Fund managers aim to bring CMBS to the masses

The move comes as the Securities and Exchange Commission in October published a report calling for greater access to private funds for individual investors.

Open door

A small but growing number of commercial real estate fund managers are trying to give individual and smaller-scale institutional investors access to high-quality commercial mortgage-backed securities through exchange-traded funds and mutual funds.

The move comes as the Securities and Exchange Commission in October published a report calling for greater access to private funds for individual investors, arguing that there will be a rise in demand as retirement planning shifts toward individually managed accounts.

While investors have long had access to real estate investment trust securities, securitized debt has been the domain of the larger institutional investors, says Karen Schenone, a fixed-income product strategist in BlackRock’s global fixed income group.

“For a lot of investors, when they think about real estate, they think about REITs first. They’re probably less familiar with some of these debt structures,” Schenone tells Real Estate Capital USA.

Bridging the gap

BlackRock, which has operated its $800 million iShares CMBS ETF since 2012, sees a larger and broader audience for the fund due to the credit quality of the underlying securities and the in-place income.
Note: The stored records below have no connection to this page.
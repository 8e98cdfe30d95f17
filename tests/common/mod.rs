#![allow(unused)]

use pretty_format::{format, format_with, FormatError, FormatOptions, StructType, Value};
use std::sync::Arc;

fn compare_lines(message: &str, actual: &str, expected: &[&str]) {
    let actual = actual.split('\n').collect::<Vec<_>>();
    if actual != expected {
        eprintln!(
            "{}\nEXPECTED:\n{}\nACTUAL:\n{}\n=========",
            message,
            expected.join("\n"),
            actual.join("\n"),
        );
        assert_eq!(actual, expected);
    }
}

/// Format `value` with the default options and check that it gives exactly these lines.
#[track_caller]
pub fn assert_fmt(value: &Value, expected_lines: &[&str]) {
    match format(value) {
        Ok(actual) => compare_lines("IN FORMAT", &actual, expected_lines),
        Err(err) => panic!("format failed: {}\nEXPECTED:\n{}", err, expected_lines.join("\n")),
    }
}

/// Format `value` with the given options and check that it gives exactly these lines.
#[track_caller]
pub fn assert_fmt_with(value: &Value, options: &FormatOptions, expected_lines: &[&str]) {
    match format_with(value, options) {
        Ok(actual) => compare_lines("IN FORMAT_WITH", &actual, expected_lines),
        Err(err) => panic!("format failed: {}\nEXPECTED:\n{}", err, expected_lines.join("\n")),
    }
}

/// Check that formatting `value` fails with exactly this error.
#[track_caller]
pub fn assert_fmt_err(value: &Value, expected: FormatError) {
    match format(value) {
        Ok(actual) => panic!(
            "format succeeded, but expected {:?}. ACTUAL:\n{}",
            expected, actual
        ),
        Err(err) => assert_eq!(err, expected),
    }
}

/// Construct a record type and share it.
pub fn record_type(struct_type: StructType) -> Arc<StructType> {
    Arc::new(struct_type)
}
The passively managed ETF mirrors the Bloomberg Barclays Aggregate Fixed Income Index and holds a basket of high-quality CMBS, with underlying properties that mainly comprise multifamily assets. There are a handful of securities from other sectors that include retail, office, lodging, industrial and self-storage, Schenone says.

The fund’s current portfolio is comprised of bonds with a weighted average life of about 5.5 years, with yields of about 1.5 percent. “The credit quality is about 90 percent AAA-rated,” Schenone says.

The ETF posted a solid 7.84 percent return in 2020. This is slightly better than the $88 billion iShares Core US Aggregate Bond fund, the largest fixed-income ETF in the world, which returned 7.43 percent during the same period.

“I could see this being a great way for an insurance company that wants to add CMBS or an offshore investor that is looking for higher yields and wants to diversify away from government credit,” Schenone says, noting that there needs to be more education around how the asset class could enhance a portfolio. “CMBS is under-represented in people’s portfolios.”

Mutual fund focus

RiverPark Funds, a New York-based investment management company, runs an actively managed open-ended CMBS mutual fund that is focused primarily on highly rated single-asset/single-borrower bonds.

The fund was one of the first in the mutual fund space, which meant RiverPark spent a good deal of time educating regulators about CMBS, how it behaves and has performed historically, and its liquidity features, says Ed Shugrue, RiverPark’s portfolio manager.

The RiverPark fund is focused on single asset/single borrower deals from institutional quality sponsors, Shugrue says.

“Right now, the fund is comprised of all income-producing assets that are 95 percent leased to institutional sponsors that include Blackstone, KKR and Fortress Investment Group. [These bonds] have an average LTV of 50 percent,” Shugrue says.

Despite the strengths of the sector, there continues to be obstacles to the ability of the CMBS market to attract the same scale of investment as mutual funds and ETFs in other sectors. One issue is the negative impression many investors continue to have of mortgage-backed securities because of what unfolded in the residential sector in 2008.

“The investment-grade bond market is about 2 percent of the bond market, it’s a pretty small component of it,” Schenone says. “If you’re looking to diversify away from just pure government bonds, this is the highest quality way to do it in the market.”